En quoi cet instrument d’assistance financière est-il « très » spécial ?

Le législateur entérine dans une large mesure des modalités de gestion partagée particulièrement souples puisque, sans avoir à présenter au préalable de programme national, chaque Etat membre est finalement libre de recourir à son enveloppe en vue de financer la vaste étendue de mesures éligibles, étant entendu que l’obole européenne est conçue comme un « remboursement » des coûts admissibles réellement engagés durant la période de référence. Dès cette année 2021 et durant les deux prochaines années, les fonds seront progressivement versés à chaque Etat membre au titre du préfinancement (32 % de la dotation en 2021, 24 % en 2022 et 24 % en 2023) sachant que les 20 % de solde seront débloqués en 2025 au terme de la phase d’apurement des préfinancements sur la base des déclarations de dépenses et de l’examen de leur éligibilité. Gages sans doute de flexibilité et de réactivité, ces modalités pour le moins libérales avaient suscité, de la part de la Cour des comptes européenne, quelques réserves eu égard aux risques, vu le volume de préfinancement, qu’elles sont susceptibles d’engendrer.

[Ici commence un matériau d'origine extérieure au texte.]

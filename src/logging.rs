//! Structured JSONL logging for the monitoring client.
//!
//! Every record carries a run id, a process-wide sequence number, a level and
//! a domain so that a session can be replayed or filtered after the fact:
//! - `LOG_LEVEL` sets the minimum level (default `info`)
//! - `LOG_DOMAINS` is a comma-separated allow list (default all)
//! - `LOG_DIR` / `RUN_ID` choose where `events.jsonl` and `trace.jsonl` land
//!
//! Lines are mirrored to stderr; stdout belongs to the dashboard.

use chrono::Utc;
use serde::{Deserialize, Serialize};
use serde_json::{json, Map, Value};
use sha2::{Digest, Sha256};
use std::fs::{create_dir_all, File};
use std::io::{BufWriter, Write};
use std::path::PathBuf;
use std::process;
use std::sync::atomic::{AtomicU64, Ordering};
use std::sync::{Mutex, OnceLock};
use std::time::Instant;

use crate::error::{MonitorError, TransportError};

// =============================================================================
// Log Levels
// =============================================================================

#[derive(Debug, Clone, Copy, PartialEq, Eq, PartialOrd, Ord, Serialize, Deserialize)]
#[serde(rename_all = "lowercase")]
pub enum Level {
    Trace = 0,
    Debug = 1,
    Info = 2,
    Warn = 3,
    Error = 4,
}

impl Level {
    pub fn from_env() -> Self {
        match std::env::var("LOG_LEVEL").as_deref() {
            Ok("trace") => Level::Trace,
            Ok("debug") => Level::Debug,
            Ok("info") => Level::Info,
            Ok("warn") => Level::Warn,
            Ok("error") => Level::Error,
            _ => Level::Info,
        }
    }

    pub fn as_str(&self) -> &'static str {
        match self {
            Level::Trace => "trace",
            Level::Debug => "debug",
            Level::Info => "info",
            Level::Warn => "warn",
            Level::Error => "error",
        }
    }
}

// =============================================================================
// Log Domains
// =============================================================================

#[derive(Debug, Clone, Copy, PartialEq, Eq, Hash, Serialize, Deserialize)]
#[serde(rename_all = "snake_case")]
pub enum Domain {
    Risk,      // Single-entity assessments, severity
    Portfolio, // Fan-out refreshes and rollups
    Agent,     // Recommendation engine calls
    Scheduler, // Live-refresh and playback timers
    Workflow,  // Action selection, approve/reject
    Transport, // HTTP failures
    Simulator, // Scenario start/step/reset
    System,    // Startup, shutdown, config
    Audit,     // Decision trail
    Profile,   // Timing
}

impl Domain {
    pub fn as_str(&self) -> &'static str {
        match self {
            Domain::Risk => "risk",
            Domain::Portfolio => "portfolio",
            Domain::Agent => "agent",
            Domain::Scheduler => "scheduler",
            Domain::Workflow => "workflow",
            Domain::Transport => "transport",
            Domain::Simulator => "simulator",
            Domain::System => "system",
            Domain::Audit => "audit",
            Domain::Profile => "profile",
        }
    }

    pub fn is_enabled(&self) -> bool {
        match std::env::var("LOG_DOMAINS").as_deref() {
            Ok("all") | Err(_) => true,
            Ok(domains) => domains.split(',').any(|d| d.trim() == self.as_str()),
        }
    }
}

// =============================================================================
// Run context
// =============================================================================

static LOG_SEQ: AtomicU64 = AtomicU64::new(0);
static RUN_CONTEXT: OnceLock<RunContext> = OnceLock::new();

fn next_seq() -> u64 {
    LOG_SEQ.fetch_add(1, Ordering::SeqCst)
}

#[derive(Debug)]
struct RunContext {
    run_id: String,
    events: Option<Mutex<BufWriter<File>>>,
    trace: Option<Mutex<BufWriter<File>>>,
}

fn open_log(path: PathBuf) -> Option<Mutex<BufWriter<File>>> {
    match File::create(&path) {
        Ok(f) => Some(Mutex::new(BufWriter::new(f))),
        Err(err) => {
            eprintln!("[log] failed to create {}: {}", path.display(), err);
            None
        }
    }
}

fn ensure_run_context() -> &'static RunContext {
    RUN_CONTEXT.get_or_init(|| {
        let run_id = std::env::var("RUN_ID")
            .unwrap_or_else(|_| format!("r-{}-{}", ts_epoch_ms(), process::id()));
        let base = std::env::var("LOG_DIR").unwrap_or_else(|_| "out/runs".to_string());
        let mut run_dir = PathBuf::from(base);
        run_dir.push(&run_id);
        if let Err(err) = create_dir_all(&run_dir) {
            eprintln!("[log] failed to create run dir: {}", err);
        }

        let _ = std::fs::write(
            run_dir.join("manifest.json"),
            json!({
                "run_id": run_id,
                "ts": ts_now(),
                "pid": process::id(),
                "log_dir": run_dir.to_string_lossy(),
            })
            .to_string(),
        );

        RunContext {
            events: open_log(run_dir.join("events.jsonl")),
            trace: open_log(run_dir.join("trace.jsonl")),
            run_id,
        }
    })
}

fn split_fields(mut fields: Map<String, Value>) -> (Map<String, Value>, Map<String, Value>) {
    let mut top = Map::new();
    for key in ["scenario_id", "entity_id", "currency", "msg"] {
        if let Some(value) = fields.remove(key) {
            top.insert(key.to_string(), value);
        }
    }
    (top, fields)
}

fn write_line(writer: &Option<Mutex<BufWriter<File>>>, line: &str) {
    if let Some(Ok(mut w)) = writer.as_ref().map(|m| m.lock()) {
        let _ = writeln!(w, "{}", line);
        let _ = w.flush();
    }
}

// =============================================================================
// Core logging functions
// =============================================================================

/// RFC3339 timestamp with milliseconds
pub fn ts_now() -> String {
    Utc::now().to_rfc3339_opts(chrono::SecondsFormat::Millis, true)
}

/// Epoch milliseconds (for replay correlation)
pub fn ts_epoch_ms() -> u64 {
    Utc::now().timestamp_millis() as u64
}

/// Emit a structured log entry
pub fn log(level: Level, domain: Domain, event: &str, fields: Map<String, Value>) {
    if level < Level::from_env() || !domain.is_enabled() {
        return;
    }

    let ctx = ensure_run_context();
    let (mut top, data) = split_fields(fields);

    let msg = top.remove("msg").unwrap_or(Value::String(String::new()));
    let mut entry = Map::new();
    entry.insert("ts".to_string(), json!(ts_now()));
    entry.insert("run_id".to_string(), json!(ctx.run_id.clone()));
    entry.insert("seq".to_string(), json!(next_seq()));
    entry.insert("lvl".to_string(), json!(level.as_str().to_uppercase()));
    entry.insert("component".to_string(), json!(domain.as_str()));
    entry.insert("event".to_string(), json!(event));
    entry.insert("msg".to_string(), msg);
    for (k, v) in top {
        entry.insert(k, v);
    }
    entry.insert("data".to_string(), Value::Object(data));

    let line = Value::Object(entry).to_string();
    match level {
        Level::Trace | Level::Debug => write_line(&ctx.trace, &line),
        _ => write_line(&ctx.events, &line),
    }
    eprintln!("{}", line);
}

// =============================================================================
// Domain-Specific Logging Helpers
// =============================================================================

pub fn log_assessment(
    entity_id: &str,
    currency: &str,
    severity: &str,
    minutes_to_breach: Option<i64>,
    recommended: bool,
    n_actions: usize,
) {
    log(
        Level::Info,
        Domain::Risk,
        "assessment",
        obj(&[
            ("entity_id", v_str(entity_id)),
            ("currency", v_str(currency)),
            ("severity", v_str(severity)),
            ("minutes_to_breach", json!(minutes_to_breach)),
            ("recommended", json!(recommended)),
            ("n_actions", json!(n_actions)),
        ]),
    );
}

pub fn log_recommendation(entity_id: &str, currency: &str, forced: bool, rec_id: Option<&str>, n_actions: usize) {
    log(
        Level::Info,
        Domain::Agent,
        "run_cycle",
        obj(&[
            ("entity_id", v_str(entity_id)),
            ("currency", v_str(currency)),
            ("forced", json!(forced)),
            ("rec_id", rec_id.map(v_str).unwrap_or(Value::Null)),
            ("n_actions", json!(n_actions)),
        ]),
    );
}

pub fn log_transport_error(path: &str, err: &TransportError) {
    log(
        Level::Warn,
        Domain::Transport,
        "request_failed",
        obj(&[("path", v_str(path)), ("error", v_str(&err.to_string()))]),
    );
}

pub fn log_cell_offline(entity_id: &str, currency: &str, err: &MonitorError) {
    log(
        Level::Warn,
        Domain::Portfolio,
        "cell_offline",
        obj(&[
            ("entity_id", v_str(entity_id)),
            ("currency", v_str(currency)),
            ("error", v_str(&err.to_string())),
        ]),
    );
}

pub fn log_rollup(status: &str, worst_mtb: Option<i64>, warn_count: usize, breach_count: usize, offline: usize) {
    log(
        Level::Info,
        Domain::Portfolio,
        "rollup",
        obj(&[
            ("status", v_str(status)),
            ("worst_minutes_to_breach", json!(worst_mtb)),
            ("warn_count", json!(warn_count)),
            ("breach_count", json!(breach_count)),
            ("offline", json!(offline)),
        ]),
    );
}

pub fn log_timer(kind: &str, state: &str, interval_ms: u64) {
    log(
        Level::Info,
        Domain::Scheduler,
        "timer",
        obj(&[
            ("kind", v_str(kind)),
            ("state", v_str(state)),
            ("interval_ms", json!(interval_ms)),
        ]),
    );
}

/// Tick failures are swallowed to keep the timer alive; this is their only trace.
pub fn log_tick_failure(kind: &str, err: &MonitorError) {
    log(
        Level::Warn,
        Domain::Scheduler,
        "tick_failed",
        obj(&[("kind", v_str(kind)), ("error", v_str(&err.to_string()))]),
    );
}

pub fn log_simulator(op: &str, scenario_id: &str, fields: &[(&str, Value)]) {
    let mut map = obj(fields);
    map.insert("op".to_string(), v_str(op));
    map.insert("scenario_id".to_string(), v_str(scenario_id));
    log(Level::Info, Domain::Simulator, "scenario", map);
}

pub fn log_selection(action_label: &str, action_hash: &str) {
    log(
        Level::Debug,
        Domain::Workflow,
        "action_selected",
        obj(&[("action", v_str(action_label)), ("action_hash", v_str(action_hash))]),
    );
}

/// Audit entry for an approve/reject round trip.
pub fn log_decision(
    scenario_id: &str,
    entity_id: &str,
    currency: &str,
    decision: &str,
    action_label: &str,
    action_hash: &str,
    outcome: &str,
) {
    log(
        Level::Info,
        Domain::Audit,
        "decision",
        obj(&[
            ("scenario_id", v_str(scenario_id)),
            ("entity_id", v_str(entity_id)),
            ("currency", v_str(currency)),
            ("decision", v_str(decision)),
            ("action", v_str(action_label)),
            ("action_hash", v_str(action_hash)),
            ("outcome", v_str(outcome)),
        ]),
    );
}

pub fn log_what_if(shock_pct: f64, delay_minutes: f64) {
    log(
        Level::Debug,
        Domain::Workflow,
        "what_if",
        obj(&[
            ("shock_pct", v_num(shock_pct)),
            ("delay_minutes", v_num(delay_minutes)),
        ]),
    );
}

// =============================================================================
// Utility Functions
// =============================================================================

/// SHA-256 of a JSON value's compact form, hex encoded. Object keys serialize
/// sorted, so equal payloads hash equally across builds and processes.
pub fn audit_hash(value: &Value) -> String {
    let mut hasher = Sha256::new();
    hasher.update(value.to_string().as_bytes());
    hex::encode(hasher.finalize())
}

pub fn obj(pairs: &[(&str, Value)]) -> Map<String, Value> {
    let mut map = Map::new();
    for (k, v) in pairs {
        map.insert((*k).to_string(), v.clone());
    }
    map
}

pub fn v_str(s: &str) -> Value {
    Value::String(s.to_string())
}

pub fn v_num(n: f64) -> Value {
    json!(n)
}

// =============================================================================
// Profiling Scope
// =============================================================================

/// Emits a trace-level timing record when dropped.
pub struct ProfileScope {
    label: &'static str,
    context: Map<String, Value>,
    started: Instant,
}

impl ProfileScope {
    pub fn with_context(label: &'static str, fields: &[(&str, Value)]) -> Self {
        Self {
            label,
            context: obj(fields),
            started: Instant::now(),
        }
    }
}

impl Drop for ProfileScope {
    fn drop(&mut self) {
        let elapsed_ms = self.started.elapsed().as_secs_f64() * 1000.0;
        let mut fields = std::mem::take(&mut self.context);
        fields.insert("label".to_string(), v_str(self.label));
        fields.insert("elapsed_ms".to_string(), v_num(elapsed_ms));
        log(Level::Trace, Domain::Profile, "profile", fields);
    }
}

// =============================================================================
// Tests
// =============================================================================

Compte tenu de son objet – répondre dans un esprit de solidarité à une forme de calamité -, la RAB présente, malgré son caractère ponctuel, des similitudes avec le Fonds de solidarité de l’UE ou encore le Fonds d’ajustement à la mondialisation. Pour autant, compte tenu de son fonctionnement, il est pour le moins spécieux de l’intégrer, comme s’y est pourtant risqué le règlement fixant le CFP, parmi les instruments spéciaux qui, visant à répondre à des impondérables, devraient pour cette raison être placés hors des plafonds annuels de crédits. Reste à déterminer si cette incongruité aurait pu être évitée en respectant davantage la « méthode communautaire ».

[1] Voir mutatis mutandis l’affaire du programme d’action communautaire contre l’exclusion sociale : CJCE, 12 mai 1998, Royaume-Uni c/ Commission, Aff. C-106/96, Rec. p. I-2729, point 28.

[2] Sur cette notion, voir l’article 2 sous 4) du règlement (UE, Euratom) 2018/1046 du Parlement européen et du Conseil du 18 juillet 2018 relatif aux règles financières applicables au budget général de l’Union, JOUE n° L 193 du 30 juillet 2018, p. 1.

[3] Agence Europe n°12688 du 29 mars 2021.